This is not the blog post I planned on publishing today. It is, in fact, one I never really planned on writing. I’ve thought about it many times, but never have had the courage to be honest – like properly honest. I’ve somehow built up a following on social media from being into health & fitness. For almost 3 years I’ve posted pictures of healthy food, talked about my workouts, and wrote blogs on mindset and motivation. I have shared my healthy habits, but have neglected to mention all the not-so-healthy ones. And believe me, there are a few.
As I write this, there is a tin of biscuits beside me on my bed. It’s empty. I ate every last one of them. Today. 340g of biscuits does not, in fact, fit my macros. Nor did I have any intention of making it fit. I just ate. Therein lies my achilles heel – food.
For as long as I can remember, I have liked sweet things. I was the child that always had my hand in the biscuit tin. My parents had to keep all the treats in the highest press of the kitchen so it was out of my reach. This continued throughout my childhood – I always had room for one more piece of chocolate, a second serving of dessert. Playing various sports stopped me from becoming seriously overweight, but I was always a bit pudgy. This continued until I started college – eating a bit too much, being a little overweight. This all changed in second year when I discovered the ‘clean eating’ craze.
It started out relatively harmlessly. I was having some digestive issues, and wanted to start eating healthier to feel better – as well as to look better. I found Deliciously Ella, and so began the obsession with all things nutrition. I was inspired by her story, and so began cutting processed foods, dairy etc. from my diet. I realised that I didn’t tolerate dairy well, and began to feel far better from cutting that out. I didn’t stop there, however. Gluten was the next to go, despite me having no real issue with it. I discovered paleo, and bought even more into that ideology. I did a ‘Whole 30’, which involved cutting out pretty much everything from my diet – all processed foods, additives, gluten, dairy, you name it! I began my Instagram account around this time, eager to share my new-found love of healthy food with the world. I felt so righteous eating my clean, unprocessed food. I became fixated on this idea of eating paleo and ‘clean’, and if I ate something that didn’t fit with that ideology, I’d completely blown it. May as well just eat everything. And so began the binging.

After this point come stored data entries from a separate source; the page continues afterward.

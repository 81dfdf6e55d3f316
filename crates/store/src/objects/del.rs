use futures::future::BoxFuture;

use crate::error::{Error, Result};
use crate::objects;
use crate::pipeline::{Handler, Pipeline, Request, TxnMode};

/// delObject: same shape as putObject, with the write replaced by DELETE.
/// The missing-row case fails before the etag check runs.
pub const PIPELINE: Pipeline = Pipeline {
    name: "delObject",
    mode: TxnMode::ReadWrite,
    retries: 2,
    handlers: HANDLERS,
};

pub(crate) const HANDLERS: &[(&str, Handler)] = &[
    ("loadBucket", objects::load_bucket),
    ("rowLock", objects::row_lock),
    ("requirePrevious", require_previous),
    ("checkEtag", objects::check_etag),
    ("preTriggers", objects::run_pre_triggers),
    ("deleteRow", delete_row),
    ("postTriggers", objects::run_post_triggers),
];

fn require_previous(req: &mut Request) -> BoxFuture<'_, Result<()>> {
    Box::pin(async move {
        match &req.previous {
            Some(_) => Ok(()),
            None => Err(Error::ObjectNotFound {
                bucket: req.bucket_name.clone(),
                key: req.key.clone().unwrap_or_default(),
            }),
        }
    })
}

fn delete_row(req: &mut Request) -> BoxFuture<'_, Result<()>> {
    Box::pin(async move {
        let bucket = req.bucket_name.clone();
        let key = req.key.clone().expect("write request carries a key");
        let previous = req.previous.as_ref().expect("previous row is loaded");
        req.row_id = Some(previous.id);

        let sql = format!("DELETE FROM {} WHERE _key = $1", bucket);
        let txn = req.txn.as_mut().expect("request transaction is installed");
        sqlx::query(&sql).bind(&key).execute(&mut **txn).await?;

        tracing::debug!(%bucket, %key, "object deleted");
        Ok(())
    })
}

I remember the first few times it happened. I lived in student accommodation, which had a small shop a 30 second walk from my room. I would stock up on whatever chocolate and sweets were on offer, stuff it in my bag to hide my shame, then go back to my room and eat it all, alone. The shame and guilt that followed were immense, but that didn’t stop me. I deserve to eat chocolate because I’m stressed and it’s exam-time. It’s totally acceptable, right? I reasoned with myself, all the while knowing it was wrong. Some time later, I found IIFYM (If it fits your macros) through Instagram. I was wary at first, and judged people mercilessly for eating poptarts everyday! I eventually came to realise the sense it made – calories do, in fact, matter. And so I became an IIFYM convert.
This is supposed to be when I tell you that IIFYM changed my life, and solved all my problems. Well, it didn’t. Don’t get me wrong, it certainly helped. It made me realise that there are no real bad foods, and that moderation is everything. It has brought me back to thinking scientifically about nutrition, and not just buying into dogmatic approaches like paleo. I now know how to correctly fuel my body, giving it the right amount of protein, carbs and fats it needs to work correctly. Does that mean I do it all the time? Absolutely not.

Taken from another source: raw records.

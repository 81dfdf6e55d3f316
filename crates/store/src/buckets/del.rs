use futures::future::BoxFuture;

use crate::catalog;
use crate::error::{Error, Result};
use crate::pipeline::{Handler, Pipeline, Request, TxnMode};

/// delBucket: remove the descriptor row and drop the backing relation.
pub const PIPELINE: Pipeline = Pipeline {
    name: "delBucket",
    mode: TxnMode::ReadWrite,
    retries: 2,
    handlers: HANDLERS,
};

const HANDLERS: &[(&str, Handler)] = &[
    ("deleteConfig", delete_config),
    ("dropTable", drop_table),
];

fn delete_config(req: &mut Request) -> BoxFuture<'_, Result<()>> {
    Box::pin(async move {
        let name = req.bucket_name.clone();
        let txn = req.txn.as_mut().expect("request transaction is installed");
        if !catalog::delete(txn, &name).await? {
            return Err(Error::BucketNotFound(name));
        }
        Ok(())
    })
}

fn drop_table(req: &mut Request) -> BoxFuture<'_, Result<()>> {
    Box::pin(async move {
        let name = req.bucket_name.clone();
        let txn = req.txn.as_mut().expect("request transaction is installed");
        let sql = format!("DROP TABLE {}", name);
        sqlx::query(&sql).execute(&mut **txn).await?;
        tracing::info!(bucket = %name, "bucket deleted");
        Ok(())
    })
}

This post doesn’t really have a happy ending. I still struggle with binge-eating. I can go weeks and months being on track, then it will suddenly rear its ugly head. I lose 20lbs, then start binging and gain it all back. I’ve tried tracking, intuitive eating, and everything in-between. I’m still figuring it out. I have hired a wonderful coach who helps me through it, but I do still struggle. I guess that’s the point of this post – I’m human, and I have my own shit to work through. Social media can lead us to believe in fairytales of perfection, but in reality, everyone has their own problems. This is mine.
I don’t really know what lesson there is to take from my journey – all that I can say is that if you’re struggling with your own shit, know that you’re not alone.